The problem: Only lines holding the word "Returns" are wanted from the records; copy all of them.

┄┄┄┄┄┄┄┄┄┄

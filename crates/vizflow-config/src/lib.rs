//! Configuration for vizflow.
//!
//! Settings are read from TOML files layered user-wide, then per project,
//! with command-line flags applied last by the caller. See [`discovery`]
//! for the search order and [`types`] for the schema.

pub mod discovery;
pub mod error;
pub mod types;

pub use discovery::{
    ConfigSource, LoadedConfig, load_config, load_config_file, load_config_with_options,
    save_config, user_config_dir, user_config_path,
};
pub use error::{ConfigError, Result};
pub use types::{CacheConfig, LoggingConfig, StorageConfig, VizflowConfig};
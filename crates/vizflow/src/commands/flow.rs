//! Flow command - create, edit and render flows.

use anyhow::{Context as _, Result, bail};
use clap::{Args, Subcommand};
use console::{Style, style};
use serde_json::json;
use vizflow_store::Flow;

use super::{Context, print_json, print_success};

/// Arguments for the flow command.
#[derive(Args, Debug)]
pub struct FlowArgs {
    #[command(subcommand)]
    pub command: FlowCommand,
}

#[derive(Subcommand, Debug)]
pub enum FlowCommand {
    /// Create an empty flow
    New {
        /// Flow name
        name: String,

        /// Free-form description
        #[arg(short, long, default_value = "")]
        description: String,
    },

    /// List all flows
    List,

    /// Add an edge between two nodes
    Connect {
        /// Flow ID
        flow: String,
        /// Source node ID
        from: String,
        /// Target node ID
        to: String,
    },

    /// Remove an edge between two nodes
    Disconnect {
        /// Flow ID
        flow: String,
        /// Source node ID
        from: String,
        /// Target node ID
        to: String,
    },

    /// Remove a node and all of its edges
    RemoveNode {
        /// Flow ID
        flow: String,
        /// Node ID
        node: String,
    },

    /// Render the history leading to a node
    History {
        /// Flow ID
        flow: String,
        /// Node ID
        node: String,
    },

    /// Render every independent history in a flow
    Map {
        /// Flow ID
        flow: String,
    },
}

/// Run the flow command.
pub fn run(args: FlowArgs, ctx: &Context) -> Result<()> {
    let mut project = ctx.open_project()?;
    let flows = &mut project.flows;
    let dim = Style::new().dim();

    match args.command {
        FlowCommand::New { name, description } => {
            let flow = flows.create_flow(&name, &description)?;
            if ctx.json_output {
                print_json(&flow_json(&flow))?;
            } else {
                print_success(&format!("Flow created: {}", dim.apply_to(&flow.id)));
            }
        }
        FlowCommand::List => {
            let all = flows.list_flows()?;
            if ctx.json_output {
                print_json(&json!(all.iter().map(flow_json).collect::<Vec<_>>()))?;
            } else {
                println!("{}", style("Flows").bold());
                println!("{}", dim.apply_to("─".repeat(50)));
                if all.is_empty() {
                    println!("{}", dim.apply_to("No flows found"));
                }
                for flow in &all {
                    println!(
                        "{} {} {}",
                        dim.apply_to(format!("[{}]", flow.id)),
                        flow.name,
                        dim.apply_to(format!(
                            "({} nodes, updated {})",
                            flow.graph().len(),
                            flow.updated.format("%Y-%m-%d %H:%M")
                        ))
                    );
                }
            }
        }
        FlowCommand::Connect { flow, from, to } => {
            let added = flows
                .connect(&flow, &from, &to)
                .with_context(|| format!("cannot connect {from} → {to} in flow {flow}"))?;
            report_change(ctx, "connected", added, &format!("{from} → {to}"))?;
        }
        FlowCommand::Disconnect { flow, from, to } => {
            let removed = flows
                .disconnect(&flow, &from, &to)
                .with_context(|| format!("cannot update flow {flow}"))?;
            report_change(ctx, "disconnected", removed, &format!("{from} → {to}"))?;
        }
        FlowCommand::RemoveNode { flow, node } => {
            let removed = flows
                .remove_node(&flow, &node)
                .with_context(|| format!("cannot update flow {flow}"))?;
            report_change(ctx, "removed", removed, &node)?;
        }
        FlowCommand::History { flow, node } => {
            let flow = flows.get(&flow)?;
            let graph = flow.graph();
            if !graph.exists(&node) {
                bail!("node {node} is not part of flow {}", flow.id);
            }
            let history = graph.get_history(&node);
            let lines = graph.render(&history);
            if ctx.json_output {
                print_json(&json!({ "history": history, "lines": lines }))?;
            } else {
                for line in lines {
                    println!("{line}");
                }
            }
        }
        FlowCommand::Map { flow } => {
            let flow = flows.get(&flow)?;
            let blocks = flow.graph().render_all();
            if ctx.json_output {
                print_json(&json!({
                    "histories": flow.graph().get_histories(),
                    "blocks": blocks,
                }))?;
            } else {
                if ctx.verbose {
                    for (i, id) in flow.graph().nodes().iter().enumerate() {
                        println!("{}", dim.apply_to(format!("{}: {id}", i + 1)));
                    }
                }
                println!("{}", blocks.join("\n\n"));
            }
        }
    }
    Ok(())
}

fn report_change(ctx: &Context, verb: &str, changed: bool, subject: &str) -> Result<()> {
    if ctx.json_output {
        let mut object = serde_json::Map::new();
        object.insert(verb.to_string(), changed.into());
        return print_json(&serde_json::Value::Object(object));
    }
    if changed {
        print_success(&format!("{} {subject}", capitalize(verb)));
    } else {
        println!("{}", Style::new().dim().apply_to(format!("Unchanged: {subject}")));
    }
    Ok(())
}

fn capitalize(word: &str) -> String {
    let mut chars = word.chars();
    match chars.next() {
        Some(first) => first.to_uppercase().chain(chars).collect(),
        None => String::new(),
    }
}

fn flow_json(flow: &Flow) -> serde_json::Value {
    json!({
        "id": flow.id,
        "name": flow.name,
        "description": flow.description,
        "created": flow.created.to_rfc3339(),
        "updated": flow.updated.to_rfc3339(),
        "nodes": flow.graph().nodes(),
        "connections": flow
            .graph()
            .edges()
            .map(|(from, to)| json!({ "from": from, "to": to }))
            .collect::<Vec<_>>(),
    })
}
//! In-memory flow graph.
//!
//! Node identifiers are interned into dense indices (their insertion order),
//! so adjacency is stored as index-keyed vectors. The edge list is the source
//! of truth: removals rebuild both adjacency tables from it.

use std::collections::HashMap;

use tracing::{debug, warn};

use crate::{GraphError, Result};

/// A directed acyclic graph over opaque node identifiers.
///
/// `nodes` keeps first-seen order and only grows until an explicit
/// [`remove_node`](FlowGraph::remove_node). Each node's display label is its
/// 1-based position in that order.
#[derive(Debug, Clone, Default, PartialEq, Eq)]
pub struct FlowGraph {
    nodes: Vec<String>,
    slots: HashMap<String, usize>,
    edges: Vec<(usize, usize)>,
    forward: Vec<Vec<usize>>,
    reverse: Vec<Vec<usize>>,
}

impl FlowGraph {
    pub fn new() -> Self {
        Self::default()
    }

    /// Rebuild a graph from persisted node and edge lists.
    ///
    /// Edges are committed without the cycle guard so that a flow damaged
    /// outside this process still loads; unknown endpoints are appended to
    /// the node list and duplicate edges are dropped.
    pub fn from_parts<N, E>(nodes: N, edges: E) -> Self
    where
        N: IntoIterator<Item = String>,
        E: IntoIterator<Item = (String, String)>,
    {
        let mut graph = Self::new();
        for id in nodes {
            graph.register(&id);
        }
        for (from, to) in edges {
            let f = graph.register(&from);
            let t = graph.register(&to);
            if graph.forward[f].contains(&t) {
                debug!(from = %from, to = %to, "Dropping duplicate edge");
                continue;
            }
            graph.commit(f, t);
        }
        if !graph.is_acyclic() {
            warn!(
                nodes = graph.nodes.len(),
                edges = graph.edges.len(),
                "Loaded flow graph contains a cycle"
            );
        }
        graph
    }

    /// Number of registered nodes.
    pub fn len(&self) -> usize {
        self.nodes.len()
    }

    pub fn is_empty(&self) -> bool {
        self.nodes.is_empty()
    }

    pub fn edge_count(&self) -> usize {
        self.edges.len()
    }

    /// Node identifiers in first-seen order.
    pub fn nodes(&self) -> &[String] {
        &self.nodes
    }

    /// Edges in commit order.
    pub fn edges(&self) -> impl Iterator<Item = (&str, &str)> + '_ {
        self.edges
            .iter()
            .map(|&(f, t)| (self.nodes[f].as_str(), self.nodes[t].as_str()))
    }

    pub fn exists(&self, id: &str) -> bool {
        self.slots.contains_key(id)
    }

    /// 1-based position of `id`, used as its display label.
    pub fn position(&self, id: &str) -> Option<usize> {
        self.index(id).map(|i| i + 1)
    }

    pub fn has_edge(&self, from: &str, to: &str) -> bool {
        match (self.index(from), self.index(to)) {
            (Some(f), Some(t)) => self.forward[f].contains(&t),
            _ => false,
        }
    }

    /// Register `id` as an isolated node if it is not already known.
    /// Returns its 1-based position.
    pub fn add_node(&mut self, id: &str) -> usize {
        self.register(id) + 1
    }

    /// Add the edge `from -> to`.
    ///
    /// Returns `Ok(false)` when the edge already existed. Fails with
    /// [`GraphError::CycleDetected`] if `from` is reachable from `to`; in that
    /// case neither the node list nor the edge list is touched.
    pub fn connect(&mut self, from: &str, to: &str) -> Result<bool> {
        match (self.index(from), self.index(to)) {
            (Some(f), Some(t)) => {
                if self.forward[f].contains(&t) {
                    return Ok(false);
                }
                if self.reaches(t, f, (f, t)) {
                    return Err(cycle(from, to));
                }
            }
            // A fresh endpoint can only close a loop onto itself.
            _ if from == to => return Err(cycle(from, to)),
            _ => {}
        }

        let f = self.register(from);
        let t = self.register(to);
        self.commit(f, t);
        debug!(from = %from, to = %to, "Connected");
        Ok(true)
    }

    /// Remove the edge `from -> to`. Returns whether an edge was removed.
    pub fn disconnect(&mut self, from: &str, to: &str) -> bool {
        let (Some(f), Some(t)) = (self.index(from), self.index(to)) else {
            return false;
        };
        let before = self.edges.len();
        self.edges.retain(|&edge| edge != (f, t));
        if self.edges.len() == before {
            return false;
        }
        self.rebuild_adjacency();
        true
    }

    /// Remove `id` and every edge touching it. Returns whether it existed.
    ///
    /// Later nodes shift down one position.
    pub fn remove_node(&mut self, id: &str) -> bool {
        let Some(gone) = self.index(id) else {
            return false;
        };
        let shift = |i: usize| if i > gone { i - 1 } else { i };

        self.edges.retain(|&(f, t)| f != gone && t != gone);
        for edge in &mut self.edges {
            *edge = (shift(edge.0), shift(edge.1));
        }
        self.nodes.remove(gone);
        self.slots = self
            .nodes
            .iter()
            .enumerate()
            .map(|(i, n)| (n.clone(), i))
            .collect();
        self.rebuild_adjacency();
        true
    }

    /// Direct predecessors of `id`, in edge order. Empty if `id` is unknown.
    pub fn get_previous(&self, id: &str) -> Vec<&str> {
        self.index(id)
            .map(|i| self.ids(&self.reverse[i]))
            .unwrap_or_default()
    }

    /// Direct successors of `id`, in edge order. Empty if `id` is unknown.
    pub fn get_next(&self, id: &str) -> Vec<&str> {
        self.index(id)
            .map(|i| self.ids(&self.forward[i]))
            .unwrap_or_default()
    }

    /// Whether every node can be ordered topologically.
    pub fn is_acyclic(&self) -> bool {
        let mut in_degree: Vec<usize> = self.reverse.iter().map(Vec::len).collect();
        let mut stack: Vec<usize> = (0..self.nodes.len())
            .filter(|&i| in_degree[i] == 0)
            .collect();
        let mut visited = 0;
        while let Some(node) = stack.pop() {
            visited += 1;
            for &next in &self.forward[node] {
                in_degree[next] -= 1;
                if in_degree[next] == 0 {
                    stack.push(next);
                }
            }
        }
        visited == self.nodes.len()
    }

    // ── index-level access for history and render ───────────────────

    pub(crate) fn index(&self, id: &str) -> Option<usize> {
        self.slots.get(id).copied()
    }

    pub(crate) fn id_at(&self, index: usize) -> &str {
        &self.nodes[index]
    }

    pub(crate) fn successors(&self, index: usize) -> &[usize] {
        &self.forward[index]
    }

    pub(crate) fn predecessors(&self, index: usize) -> &[usize] {
        &self.reverse[index]
    }

    fn ids(&self, indices: &[usize]) -> Vec<&str> {
        indices.iter().map(|&i| self.nodes[i].as_str()).collect()
    }

    fn register(&mut self, id: &str) -> usize {
        if let Some(i) = self.index(id) {
            return i;
        }
        let i = self.nodes.len();
        self.nodes.push(id.to_string());
        self.slots.insert(id.to_string(), i);
        self.forward.push(Vec::new());
        self.reverse.push(Vec::new());
        i
    }

    fn commit(&mut self, from: usize, to: usize) {
        self.edges.push((from, to));
        self.forward[from].push(to);
        self.reverse[to].push(from);
    }

    fn rebuild_adjacency(&mut self) {
        let n = self.nodes.len();
        self.forward = vec![Vec::new(); n];
        self.reverse = vec![Vec::new(); n];
        for &(f, t) in &self.edges {
            self.forward[f].push(t);
            self.reverse[t].push(f);
        }
    }

    /// Depth-first probe from `start` looking for `target`, over the current
    /// forward adjacency plus the tentative edge. The tentative edge lives in
    /// a copied row only; nothing shared is mutated.
    fn reaches(&self, start: usize, target: usize, tentative: (usize, usize)) -> bool {
        let (src, dst) = tentative;
        let mut overlay = self.forward[src].clone();
        overlay.push(dst);

        let mut seen = vec![false; self.nodes.len()];
        let mut stack = vec![start];
        while let Some(node) = stack.pop() {
            if node == target {
                return true;
            }
            if std::mem::replace(&mut seen[node], true) {
                continue;
            }
            let row = if node == src {
                &overlay
            } else {
                &self.forward[node]
            };
            stack.extend(row.iter().copied().filter(|&next| !seen[next]));
        }
        false
    }
}

fn cycle(from: &str, to: &str) -> GraphError {
    GraphError::CycleDetected {
        from: from.to_string(),
        to: to.to_string(),
    }
}
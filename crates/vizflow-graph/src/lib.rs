//! Flow graph for branching conversation histories.
//!
//! A flow is a directed acyclic graph over opaque node identifiers. This crate
//! keeps the edge set cycle-free, reconstructs deterministic linear histories
//! from arbitrary branch/merge topologies, and renders a history into the
//! compact nested notation shown below.
//!
//! ```text
//! 1→2<
//!   2<3>5
//!   2<4>5
//!   >5→6
//! ```
//!
//! Nodes are displayed by their 1-based position in the flow. `a<` marks a
//! branch out of `a`, `>b` marks a merge into `b`, and `→` joins a plain
//! single-predecessor continuation.

pub mod error;
pub mod graph;
pub mod history;
pub mod render;

pub use error::{GraphError, Result};
pub use graph::FlowGraph;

┄┄┄┄┄┄┄┄┄┄

Completed task:
    /// Returns its 1-based position.
    /// Returns `Ok(false)` when the edge already existed. Fails with
    /// Remove the edge `from -> to`. Returns whether an edge was removed.
    /// Remove `id` and every edge touching it. Returns whether it existed.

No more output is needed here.